Julian Assange arrested after Ecuador tears up asylum deal
That’s only a day after WikiLeaks Editor-in-Chief Kristinn Hrafnsson claimed that an extensive spying operation was conducted against Assange in the Ecuadorian Embassy. During an explosive media conference Hrafnsson alleged that the operation was designed to get Assange extradited.
The whistleblower garnered massive international attention in 2010 when WikiLeaks released classified US military footage, entitled ‘Collateral Murder’, of a US Apache helicopter gunship opening fire on a number of people, killing 12 including two Reuters staff, and injuring two children.
The footage, as well as US war logs from Iraq and Afghanistan and more than 200,000 diplomatic cables, were leaked to the site by US Army soldier Chelsea Manning. She was tried by a US tribunal and sentenced to 35 years in jail for disclosing the materials.
Manning was pardoned by outgoing President Barack Obama in 2017 after spending seven years in US custody. She is currently being held again in a US jail for refusing to testify before a secret grand jury in a case apparently related to WikiLeaks.
Assange’s seven-year stay at the Ecuadorian Embassy was motivated by his concern that he may face similarly harsh and arguably unfair prosecution by the US for his role in publishing troves of classified US documents over the years.
His legal troubles stem from an accusation by two women in Sweden, with both claiming they had a sexual encounter with Assange that was not fully consensual. The whistleblower said the allegations were false. Nevertheless, they yielded to the Swedish authorities who sought his extradition from the UK on “suspicion of rape, three cases of sexual abuse and unlawful compulsion.”
In December 2010, he was arrested in the UK under a European Arrest Warrant and spent time in Wandsworth Prison before being released on bail and put under house arrest.
During that time, Assange hosted a show on RT known as ‘World Tomorrow or The Julian Assange Show’, in which he interviewed several world influencers in controversial and thought-provoking episodes.
His attempt to fight extradition ultimately failed. In 2012, he skipped bail and fled to the Ecuadorian Embassy, which extended him protection from arrest by the British authorities. Quito gave him political asylum and later Ecuadorian citizenship.
Assange spent the following years stranded at the diplomatic compound, only making sporadic appearances at the embassy window and in interviews conducted inside. His health has reportedly deteriorated over the years, while treatment options are limited due to his inability to leave the Knightsbridge building.
In 2016, a UN expert panel ruled that what was happening to Assange amounted to arbitrary detention by the British authorities. London nevertheless refused to revoke his arrest warrant for skipping bail. Sweden dropped the investigation against Assange in 2017, although Swedish prosecutors indicated it may be resumed if Assange “makes himself available.”

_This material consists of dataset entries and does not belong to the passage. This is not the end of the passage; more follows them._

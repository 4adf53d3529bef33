use std::{fmt, sync::Arc, time::Duration};

use reqwest::Client;
use serde_json::Value;
use tokio::sync::Mutex;

use crate::{
    config, error,
    management::{AttemptManager, SessionManager},
    server::start_api_server,
    success,
    types::Session,
    utils, warning,
};

#[derive(Debug)]
pub enum AuthError {
    /// The authorization attempt lost its stored code verifier; the user has
    /// to restart the authorization flow.
    MissingVerifier,
    /// The token endpoint rejected the code exchange or returned a malformed
    /// body. Authorization codes are single-use, so this is never retried.
    TokenExchange(String),
    /// The refresh grant failed; the stored credential is unusable.
    Refresh(String),
    Http(reqwest::Error),
}

impl fmt::Display for AuthError {
    fn fmt(&self, f: &mut fmt::Formatter<'_>) -> fmt::Result {
        match self {
            AuthError::MissingVerifier => {
                write!(f, "no code verifier stored; restart authorization")
            }
            AuthError::TokenExchange(msg) => write!(f, "token exchange failed: {}", msg),
            AuthError::Refresh(msg) => write!(f, "token refresh failed: {}", msg),
            AuthError::Http(e) => write!(f, "http error: {}", e),
        }
    }
}

impl std::error::Error for AuthError {}

impl From<reqwest::Error> for AuthError {
    fn from(err: reqwest::Error) -> Self {
        AuthError::Http(err)
    }
}

/// Runs the complete OAuth 2.0 PKCE authentication flow against Spotify.
///
/// The flow in order:
/// 1. Generates a PKCE code verifier and its SHA-256 challenge.
/// 2. Persists the verifier for the current attempt (a second invocation
///    overwrites it; only one attempt is ever in flight).
/// 3. Starts the local callback server and opens the authorization URL in
///    the user's browser.
/// 4. Waits for the callback handler to complete the code exchange.
/// 5. Persists the resulting session for future runs.
///
/// Browser launch failures degrade to printing the URL for manual
/// navigation. A timeout or failed exchange terminates with an error.
pub async fn auth(shared_state: Arc<Mutex<Option<Session>>>) {
    let pkce = utils::generate_pkce_pair();

    // The verifier must survive until the callback redeems the code.
    if let Err(e) = AttemptManager::begin(&pkce.verifier).await {
        error!("Failed to store code verifier: {}", e);
    }

    // start API server
    let server_state = Arc::clone(&shared_state);
    tokio::spawn(async move {
        start_api_server(server_state).await;
    });

    // Construct the authorization URL
    let auth_url = match authorize_url(&pkce.challenge) {
        Ok(url) => url,
        Err(e) => error!("Failed to build authorization URL: {}", e),
    };

    // Open the authorization URL in the default browser
    if webbrowser::open(auth_url.as_str()).is_err() {
        warning!(
            "Failed to open browser. Please navigate to the following URL manually:\n{}",
            auth_url
        )
    }

    // wait for callback to be hit
    let session = wait_for_session(shared_state).await;

    match session {
        Some(s) => {
            let session_manager = SessionManager::new(s);
            if let Err(e) = session_manager.save().await {
                error!("Failed to save session: {}", e);
            }

            success!("Authentication successful!");
        }
        None => {
            error!("Authentication failed or timed out.");
        }
    }
}

/// Builds the provider authorization URL for the given code challenge.
///
/// Every query value is percent-encoded, so the space-delimited scope list
/// stays well-formed no matter which launcher opens the URL.
pub fn authorize_url(challenge: &str) -> Result<reqwest::Url, String> {
    reqwest::Url::parse_with_params(
        &config::spotify_apiauth_url(),
        &[
            ("client_id", config::spotify_client_id()),
            ("response_type", "code".to_string()),
            ("redirect_uri", config::spotify_redirect_uri()),
            ("code_challenge", challenge.to_string()),
            ("code_challenge_method", "S256".to_string()),
            ("scope", config::spotify_scope()),
        ],
    )
    .map_err(|e| e.to_string())
}

/// Polls the shared state for a session completed by the callback handler,
/// with a 60-second timeout and a 1-second polling interval.
async fn wait_for_session(shared_state: Arc<Mutex<Option<Session>>>) -> Option<Session> {
    use std::time::Instant;

    let max_wait = Duration::from_secs(60);
    let start = Instant::now();

    while start.elapsed() < max_wait {
        let lock = shared_state.lock().await;
        if let Some(session) = lock.as_ref() {
            return Some(session.clone());
        }
        drop(lock);
        tokio::time::sleep(Duration::from_secs(1)).await;
    }

    None
}

/// Exchanges an authorization code for a session using PKCE.
///
/// Requires the verifier persisted when the attempt began; its absence is a
/// hard [`AuthError::MissingVerifier`] and no network call is made. On
/// success the one-time verifier is erased, so re-running the program cannot
/// attempt to redeem the same code a second time.
pub async fn exchange_code_pkce(code: &str) -> Result<Session, AuthError> {
    let verifier = AttemptManager::current()
        .await
        .ok_or(AuthError::MissingVerifier)?;

    let client = Client::new();
    let res = client
        .post(&config::spotify_apitoken_url())
        .form(&[
            ("grant_type", "authorization_code"),
            ("client_id", &config::spotify_client_id()),
            ("code", code),
            ("code_verifier", &verifier),
            ("redirect_uri", &config::spotify_redirect_uri()),
        ])
        .send()
        .await?;

    let status = res.status();
    if !status.is_success() {
        let body = res.text().await.unwrap_or_default();
        return Err(AuthError::TokenExchange(format!("{}: {}", status, body)));
    }

    let json: Value = res.json().await?;
    let access_token = json["access_token"]
        .as_str()
        .ok_or_else(|| AuthError::TokenExchange("response body has no access_token".to_string()))?
        .to_string();
    let refresh_token = json["refresh_token"].as_str().map(|t| t.to_string());

    // The verifier is consumed exactly once.
    if let Err(e) = AttemptManager::clear().await {
        warning!("Failed to discard code verifier: {}", e);
    }

    Ok(Session::authenticated(access_token, refresh_token))
}

/// Exchanges a refresh token for a new access token.
///
/// Returns the fresh access token and, when the provider rotated it, a new
/// refresh token. Any non-success status or a body without an access token
/// means the stored credential is unusable and the caller must log out.
pub async fn refresh_token(refresh_token: &str) -> Result<(String, Option<String>), AuthError> {
    let client = Client::new();
    let res = client
        .post(&config::spotify_apitoken_url())
        .form(&[
            ("grant_type", "refresh_token"),
            ("refresh_token", refresh_token),
            ("client_id", &config::spotify_client_id()),
        ])
        .send()
        .await
        .map_err(|e| AuthError::Refresh(e.to_string()))?;

    let status = res.status();
    if !status.is_success() {
        let body = res.text().await.unwrap_or_default();
        return Err(AuthError::Refresh(format!("{}: {}", status, body)));
    }

    let json: Value = res
        .json()
        .await
        .map_err(|e| AuthError::Refresh(e.to_string()))?;

    let access_token = json["access_token"]
        .as_str()
        .ok_or_else(|| AuthError::Refresh("response body has no access_token".to_string()))?
        .to_string();
    let rotated_refresh = json["refresh_token"].as_str().map(|t| t.to_string());

    Ok((access_token, rotated_refresh))
}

Assange argued that his avoidance of European law enforcement was necessary to protect him from extradition to the US, where then-Attorney General Jeff Sessions said that arresting him is a “priority.” WikiLeaks was branded a “non-state hostile intelligence service” by then-CIA head Mike Pompeo in 2017.
The US government has been tight-lipped on whether Assange would face indictment over the dissemination of classified material. In November 2018, the existence of a secret indictment targeting Assange was seemingly unintentionally confirmed in a US court filing for an unrelated case.

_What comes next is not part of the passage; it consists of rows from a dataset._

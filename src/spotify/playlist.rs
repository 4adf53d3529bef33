use serde_json::json;

use crate::{
    config,
    types::{AddTracksResponse, CreatePlaylistResponse, CurrentUser, PlaylistDraft},
};

use super::client::{ApiClient, ApiError, ApiRequest};

/// The provider accepts at most this many track URIs per insertion call.
pub const MAX_TRACKS_PER_REQUEST: usize = 100;

/// Resolves the identity of the authenticated user. Playlists are created
/// under this user's account.
pub async fn get_current_user(client: &mut ApiClient) -> Result<CurrentUser, ApiError> {
    let api_url = format!("{uri}/me", uri = &config::spotify_apiurl());
    let response = client
        .send(&ApiRequest::get(api_url))
        .await?
        .error_for_status()?;

    Ok(response.json::<CurrentUser>().await?)
}

/// Creates an empty playlist with the requested name, description and
/// visibility under the given user's account.
pub async fn create(
    client: &mut ApiClient,
    user_id: &str,
    draft: &PlaylistDraft,
) -> Result<CreatePlaylistResponse, ApiError> {
    let api_url = format!(
        "{uri}/users/{user_id}/playlists",
        uri = &config::spotify_apiurl(),
        user_id = user_id
    );
    let body = json!({
        "name": draft.name,
        "description": draft.description,
        "public": draft.is_public,
    });

    let response = client
        .send(&ApiRequest::post(api_url, body))
        .await?
        .error_for_status()?;

    Ok(response.json::<CreatePlaylistResponse>().await?)
}

/// Appends one batch of track URIs to a playlist. Callers are responsible
/// for chunking to [`MAX_TRACKS_PER_REQUEST`]; batches arrive in playlist
/// order.
pub async fn add_tracks(
    client: &mut ApiClient,
    playlist_id: &str,
    uris: &[String],
) -> Result<AddTracksResponse, ApiError> {
    debug_assert!(uris.len() <= MAX_TRACKS_PER_REQUEST);

    let api_url = format!(
        "{uri}/playlists/{playlist_id}/tracks",
        uri = &config::spotify_apiurl(),
        playlist_id = playlist_id
    );
    let body = json!({ "uris": uris });

    let response = client
        .send(&ApiRequest::post(api_url, body))
        .await?
        .error_for_status()?;

    Ok(response.json::<AddTracksResponse>().await?)
}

Last year, a UK tribunal refused to release key details on communications between British and Swedish authorities that could have revealed any dealings between the UK, Sweden, the US, and Ecuador in the long-running Assange debacle. La Repubblica journalist Stefania Maurizi had her appeal to obtain documents held by the Crown Prosecution Service dismissed on December 12.
WikiLeaks is responsible for publishing thousands of documents with sensitive information from many countries. Those include the 2003 Standard Operating Procedures manual for Guantanamo Bay, the controversial detention center in Cuba. The agency has also released documents on Scientology, one tranche referred to as “secret bibles” from the religion founded by L. Ron Hubbard.